┌─ Material for this task
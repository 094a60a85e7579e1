/// Deta Base HTTP Client Library
///
/// This crate provides an async Rust client for Deta Base collections:
/// item CRUD, update objects, and paginated queries over HTTPS.

pub mod base;
pub mod config;
pub mod credential;
pub mod dena;
pub mod drive;
pub mod error;
mod executor;
pub mod query;
pub mod update;

// Re-export key types
pub use base::{Base, DeleteResponse, Items, Keyed, PutResponse, UpdateResponse};
pub use config::ClientConfig;
pub use credential::Credential;
pub use dena::Dena;
pub use drive::Drive;
pub use error::{ClientError, Result};
pub use query::{Filter, Operator, Paging, Query, QueryResponse};
pub use update::Update;

/// Schemaless record: a JSON object
pub type Record = serde_json::Map<String, serde_json::Value>;
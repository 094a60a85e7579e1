/// Client factory
use crate::base::Base;
use crate::config::ClientConfig;
use crate::credential::Credential;
use crate::drive::Drive;
use crate::error::Result;
use crate::executor::{join_segments, Executor};
use reqwest::Url;
use serde::de::DeserializeOwned;
use serde::Serialize;
use std::fmt;
use tracing::debug;

const API_VERSION: &str = "v1";

/// Entry point: holds the project key and hands out [`Base`] and [`Drive`]
/// handles rooted at the key's project.
///
/// All handles created by one `Dena` share a single HTTP connection pool.
#[derive(Clone)]
pub struct Dena {
    credential: Credential,
    http: reqwest::Client,
    base_endpoint: Url,
    drive_endpoint: Url,
}

impl Dena {
    /// Create a client for the hosted service
    ///
    /// # Arguments
    /// * `key` - Project key (`<projectId>_<secret>`); must not be empty
    ///
    /// # Example
    /// ```no_run
    /// # use dena_client::{Base, Dena};
    /// # fn example() -> Result<(), Box<dyn std::error::Error>> {
    /// let dena = Dena::new("a0abcyxz_aSecretValue")?;
    /// assert_eq!(dena.project_id(), "a0abcyxz");
    ///
    /// let users: Base = dena.base("users")?;
    /// # Ok(())
    /// # }
    /// ```
    pub fn new(key: impl Into<String>) -> Result<Self> {
        Self::with_config(key, ClientConfig::default())
    }

    /// Create a client with explicit endpoints and transport settings
    pub fn with_config(key: impl Into<String>, config: ClientConfig) -> Result<Self> {
        let credential = Credential::new(key)?;
        config.validate()?;

        let mut builder = reqwest::Client::builder().user_agent(config.user_agent.as_str());
        if let Some(timeout) = config.timeout {
            builder = builder.timeout(timeout);
        }
        let http = builder.build()?;

        debug!(
            project_id = credential.project_id(),
            base_endpoint = %config.base_endpoint,
            "created client"
        );

        Ok(Self {
            credential,
            http,
            base_endpoint: config.base_url()?,
            drive_endpoint: config.drive_url()?,
        })
    }

    pub fn project_id(&self) -> &str {
        self.credential.project_id()
    }

    /// Handle for the Base collection `name`.
    ///
    /// `T` is the record type; use [`Base`] (schemaless records) when the
    /// shape is not known.
    pub fn base<T>(&self, name: &str) -> Result<Base<T>>
    where
        T: Serialize + DeserializeOwned,
    {
        let url = self.collection_url(&self.base_endpoint, name)?;
        let executor = Executor::new(self.http.clone(), url, self.credential.clone());
        Ok(Base::new(name, executor))
    }

    /// Handle for the Drive `name`
    pub fn drive(&self, name: &str) -> Result<Drive> {
        let url = self.collection_url(&self.drive_endpoint, name)?;
        Ok(Drive::new(name, url, self.credential.clone()))
    }

    fn collection_url(&self, endpoint: &Url, name: &str) -> Result<Url> {
        join_segments(endpoint, &[API_VERSION, self.credential.project_id(), name])
    }
}

impl fmt::Debug for Dena {
    fn fmt(&self, f: &mut fmt::Formatter<'_>) -> fmt::Result {
        f.debug_struct("Dena")
            .field("credential", &self.credential)
            .field("base_endpoint", &self.base_endpoint.as_str())
            .field("drive_endpoint", &self.drive_endpoint.as_str())
            .finish()
    }
}
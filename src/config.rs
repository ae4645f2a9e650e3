use serde::Deserialize;
use std::path::PathBuf;

use crate::engine::EngineConfig;
use crate::error::GenerationError;
use crate::folders;
use crate::models::{RunRequest, SizeUnit};
use crate::writer::DEFAULT_CHUNK_SIZE_BYTES;

#[derive(Debug, Clone, Default, Deserialize)]
#[serde(default)]
pub struct AppConfig {
    pub generation: GenerationConfig,
    pub output: OutputConfig,
    pub progress: ProgressConfig,
}

#[derive(Debug, Clone, Deserialize)]
#[serde(default)]
pub struct GenerationConfig {
    pub chunk_size_bytes: u64,
    pub file_size: u64,
    pub size_unit: SizeUnit,
    pub file_count: u64,
    pub fill_drive: bool,
}

impl Default for GenerationConfig {
    fn default() -> Self {
        Self {
            chunk_size_bytes: DEFAULT_CHUNK_SIZE_BYTES,
            file_size: 1,
            size_unit: SizeUnit::Gbyte,
            file_count: 1,
            fill_drive: false,
        }
    }
}

#[derive(Debug, Clone, Default, Deserialize)]
#[serde(default)]
pub struct OutputConfig {
    /// When unset the OS documents folder is used.
    pub directory: Option<PathBuf>,
}

#[derive(Debug, Clone, Deserialize)]
#[serde(default)]
pub struct ProgressConfig {
    /// Snapshots buffered per progress subscriber (slow renderers skip ahead).
    pub broadcast_capacity: usize,
    /// Minimum time between two rendered progress lines.
    pub render_interval_ms: u64,
}

impl Default for ProgressConfig {
    fn default() -> Self {
        Self {
            broadcast_capacity: 64,
            render_interval_ms: 200,
        }
    }
}

/// Per-run values given on the command line; `None` falls back to the config file.
#[derive(Debug, Clone, Default)]
pub struct RunOverrides {
    /// `Some(true)` for `--fill`, `Some(false)` for `--no-fill`.
    pub fill: Option<bool>,
    pub size: Option<u64>,
    pub unit: Option<SizeUnit>,
    pub count: Option<u64>,
    pub dir: Option<PathBuf>,
}

impl AppConfig {
    /// Reads `CONFIG_FILE` (default `junkgen.toml`). A missing file means defaults.
    pub fn load() -> anyhow::Result<Self> {
        let path = std::env::var("CONFIG_FILE").unwrap_or_else(|_| "junkgen.toml".into());
        match std::fs::read_to_string(&path) {
            Ok(s) => Self::load_from_str(&s),
            Err(e) if e.kind() == std::io::ErrorKind::NotFound => {
                tracing::debug!(path = %path, "no config file; using defaults");
                Ok(Self::default())
            }
            Err(e) => Err(anyhow::Error::new(e).context(format!("reading config {}", path))),
        }
    }

    /// Parse and validate config from a string (e.g. for tests).
    pub fn load_from_str(s: &str) -> anyhow::Result<Self> {
        let config: AppConfig = toml::from_str(s)?;
        config.validate()?;
        Ok(config)
    }

    pub fn engine_config(&self) -> EngineConfig {
        EngineConfig {
            chunk_size_bytes: self.generation.chunk_size_bytes,
            broadcast_capacity: self.progress.broadcast_capacity,
        }
    }

    /// Output folder: explicit flag, then `output.directory`, then the OS documents folder.
    pub fn output_dir(&self, flag: Option<PathBuf>) -> PathBuf {
        flag.or_else(|| self.output.directory.clone())
            .unwrap_or_else(folders::default_output_dir)
    }

    /// Builds the run request, flags first. An explicit file count selects fixed-count
    /// mode even when `generation.fill_drive` is set; asking for both is rejected.
    pub fn run_request(&self, overrides: RunOverrides) -> Result<RunRequest, GenerationError> {
        let generation = &self.generation;
        let fill = match (overrides.fill, overrides.count) {
            (Some(true), Some(count)) => {
                return Err(GenerationError::Validation(format!(
                    "a file count ({count}) cannot be combined with fill mode"
                )));
            }
            (Some(fill), _) => fill,
            (None, Some(_)) => false,
            (None, None) => generation.fill_drive,
        };

        let file_size_bytes = overrides
            .unit
            .unwrap_or(generation.size_unit)
            .to_bytes(overrides.size.unwrap_or(generation.file_size))?;
        let dir = self.output_dir(overrides.dir);

        Ok(if fill {
            RunRequest::fill_drive(dir, file_size_bytes)
        } else {
            RunRequest::fixed_count(
                dir,
                file_size_bytes,
                overrides.count.unwrap_or(generation.file_count),
            )
        })
    }

    fn validate(&self) -> anyhow::Result<()> {
        anyhow::ensure!(
            self.generation.chunk_size_bytes > 0,
            "generation.chunk_size_bytes must be > 0, got {}",
            self.generation.chunk_size_bytes
        );
        anyhow::ensure!(
            self.generation.file_size > 0,
            "generation.file_size must be > 0, got {}",
            self.generation.file_size
        );
        anyhow::ensure!(
            self.generation
                .size_unit
                .to_bytes(self.generation.file_size)
                .is_ok(),
            "generation.file_size {} overflows in unit {:?}",
            self.generation.file_size,
            self.generation.size_unit
        );
        anyhow::ensure!(
            self.generation.file_count > 0,
            "generation.file_count must be > 0, got {}",
            self.generation.file_count
        );
        anyhow::ensure!(
            self.progress.broadcast_capacity > 0,
            "progress.broadcast_capacity must be > 0, got {}",
            self.progress.broadcast_capacity
        );
        anyhow::ensure!(
            self.progress.render_interval_ms > 0,
            "progress.render_interval_ms must be > 0, got {}",
            self.progress.render_interval_ms
        );
        Ok(())
    }
}
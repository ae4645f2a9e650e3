// Human-readable progress and outcome lines for the CLI

use crate::models::{RunProgress, RunState};

/// `1234567` -> `"1,234,567"`.
pub fn thousands(n: u64) -> String {
    let digits = n.to_string();
    let mut out = String::with_capacity(digits.len() + digits.len() / 3);
    for (i, c) in digits.chars().enumerate() {
        if i > 0 && (digits.len() - i) % 3 == 0 {
            out.push(',');
        }
        out.push(c);
    }
    out
}

/// `HH:MM:SS`, or `-` when the value is unknown.
pub fn duration(seconds: Option<f64>) -> String {
    match seconds {
        Some(s) if s.is_finite() && s >= 0.0 => {
            let total = s.round() as u64;
            format!("{:02}:{:02}:{:02}", total / 3600, (total / 60) % 60, total % 60)
        }
        _ => "-".into(),
    }
}

pub fn free_space_line(free_bytes: u64) -> String {
    format!("Free drive space : {} bytes", thousands(free_bytes))
}

/// One-line status for a snapshot; terminal states get the outcome message.
pub fn status_line(p: &RunProgress) -> String {
    match p.state {
        RunState::Running => format!(
            "Generating files...({}/{}) {:.1}% {}/{} bytes, elapsed {}, ETA {}",
            p.files_completed,
            p.files_target,
            p.percent_complete(),
            thousands(p.total_bytes_written),
            thousands(p.total_bytes_goal),
            duration(Some(p.elapsed_seconds)),
            duration(p.estimated_remaining_seconds),
        ),
        RunState::Completed => format!(
            "{} file(s) generated successfully. ({} bytes in {})",
            p.files_completed,
            thousands(p.total_bytes_written),
            duration(Some(p.elapsed_seconds)),
        ),
        RunState::Cancelled => format!(
            "Generation cancelled after {} file(s). ({} bytes, {:.1}%, {})",
            p.files_completed,
            thousands(p.total_bytes_written),
            p.percent_complete(),
            duration(Some(p.elapsed_seconds)),
        ),
        RunState::Failed => format!(
            "Error: {} ({} file(s) done, {:.1}%)",
            p.error.as_deref().unwrap_or("unknown failure"),
            p.files_completed,
            p.percent_complete(),
        ),
    }
}
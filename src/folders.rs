// OS folder integration: default output folder and "open in file browser"

use std::path::{Path, PathBuf};
use std::process::Command;

/// The user's documents folder, falling back to home, then the current directory.
pub fn default_output_dir() -> PathBuf {
    dirs::document_dir()
        .or_else(|| dirs::home_dir().map(|home| home.join("Documents")).filter(|d| d.is_dir()))
        .or_else(dirs::home_dir)
        .unwrap_or_else(|| PathBuf::from("."))
}

fn opener() -> &'static str {
    if cfg!(target_os = "windows") {
        "explorer"
    } else if cfg!(target_os = "macos") {
        "open"
    } else {
        "xdg-open"
    }
}

/// Opens `dir` in the platform file browser without waiting for it to exit.
pub fn open_folder(dir: &Path) -> anyhow::Result<()> {
    anyhow::ensure!(dir.is_dir(), "Please specify a valid folder path.");
    let program = opener();
    Command::new(program)
        .arg(dir)
        .spawn()
        .map_err(|e| anyhow::anyhow!("{} {}: {}", program, dir.display(), e))?;
    tracing::debug!(program, dir = %dir.display(), "opened folder");
    Ok(())
}
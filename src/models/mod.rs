// Domain models: run requests and progress snapshots

mod progress;
mod request;

pub use progress::{RunProgress, RunState};
pub use request::{GenerationMode, RunRequest, SizeUnit};
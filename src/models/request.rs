// Run request and size units

use serde::{Deserialize, Serialize};
use std::path::PathBuf;

use crate::error::GenerationError;

/// How many files a run produces.
#[derive(Debug, Clone, Copy, PartialEq, Eq, Serialize, Deserialize)]
#[serde(rename_all = "camelCase")]
pub enum GenerationMode {
    /// Exactly `file_count` files of `file_size_bytes` each (capped by free space).
    FixedCount,
    /// Keep writing files until the target volume has no free space left.
    FillDrive,
}

/// File size units offered by the front-end; binary multiples.
#[derive(Debug, Clone, Copy, PartialEq, Eq, Serialize, Deserialize, clap::ValueEnum)]
#[serde(rename_all = "lowercase")]
pub enum SizeUnit {
    Gbyte,
    Mbyte,
    Kbyte,
    Byte,
}

impl SizeUnit {
    pub fn multiplier(self) -> u64 {
        match self {
            SizeUnit::Gbyte => 1024 * 1024 * 1024,
            SizeUnit::Mbyte => 1024 * 1024,
            SizeUnit::Kbyte => 1024,
            SizeUnit::Byte => 1,
        }
    }

    /// `value` expressed in bytes; overflow is a validation error.
    pub fn to_bytes(self, value: u64) -> Result<u64, GenerationError> {
        value.checked_mul(self.multiplier()).ok_or_else(|| {
            GenerationError::Validation(format!("file size {} {:?} overflows u64", value, self))
        })
    }
}

#[derive(Debug, Clone, PartialEq, Eq, Serialize, Deserialize)]
#[serde(rename_all = "camelCase")]
pub struct RunRequest {
    pub target_directory: PathBuf,
    pub mode: GenerationMode,
    /// Per-file size. In fill mode this is also the nominal size of every file but the last.
    pub file_size_bytes: u64,
    /// Only meaningful for [`GenerationMode::FixedCount`].
    pub file_count: u64,
}

impl RunRequest {
    pub fn fixed_count(target_directory: impl Into<PathBuf>, file_size_bytes: u64, file_count: u64) -> Self {
        Self {
            target_directory: target_directory.into(),
            mode: GenerationMode::FixedCount,
            file_size_bytes,
            file_count,
        }
    }

    pub fn fill_drive(target_directory: impl Into<PathBuf>, file_size_bytes: u64) -> Self {
        Self {
            target_directory: target_directory.into(),
            mode: GenerationMode::FillDrive,
            file_size_bytes,
            file_count: 0,
        }
    }

    /// Checks done before any I/O besides the directory lookup.
    pub fn validate(&self) -> Result<(), GenerationError> {
        if self.file_size_bytes == 0 {
            return Err(GenerationError::Validation(
                "file size must be greater than 0 bytes".into(),
            ));
        }
        if self.mode == GenerationMode::FixedCount && self.file_count == 0 {
            return Err(GenerationError::Validation(
                "number of files must be greater than 0".into(),
            ));
        }
        if !self.target_directory.is_dir() {
            return Err(GenerationError::Validation(
                "Please specify a valid output folder.".into(),
            ));
        }
        Ok(())
    }
}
└─
• [Task prompt]: Beginning at the top of the data, please return every line until and including the line containing "Re-export key types", copied exactly, and nothing past it.

• [Reply]:
repository 094a60a85e7579e1
/// Deta Base HTTP Client Library
///
/// This crate provides an async Rust client for Deta Base collections:
/// item CRUD, update objects, and paginated queries over HTTPS.

pub mod base;
pub mod config;
pub mod credential;
pub mod dena;
pub mod drive;
pub mod error;
mod executor;
pub mod query;
pub mod update;

// Re-export key types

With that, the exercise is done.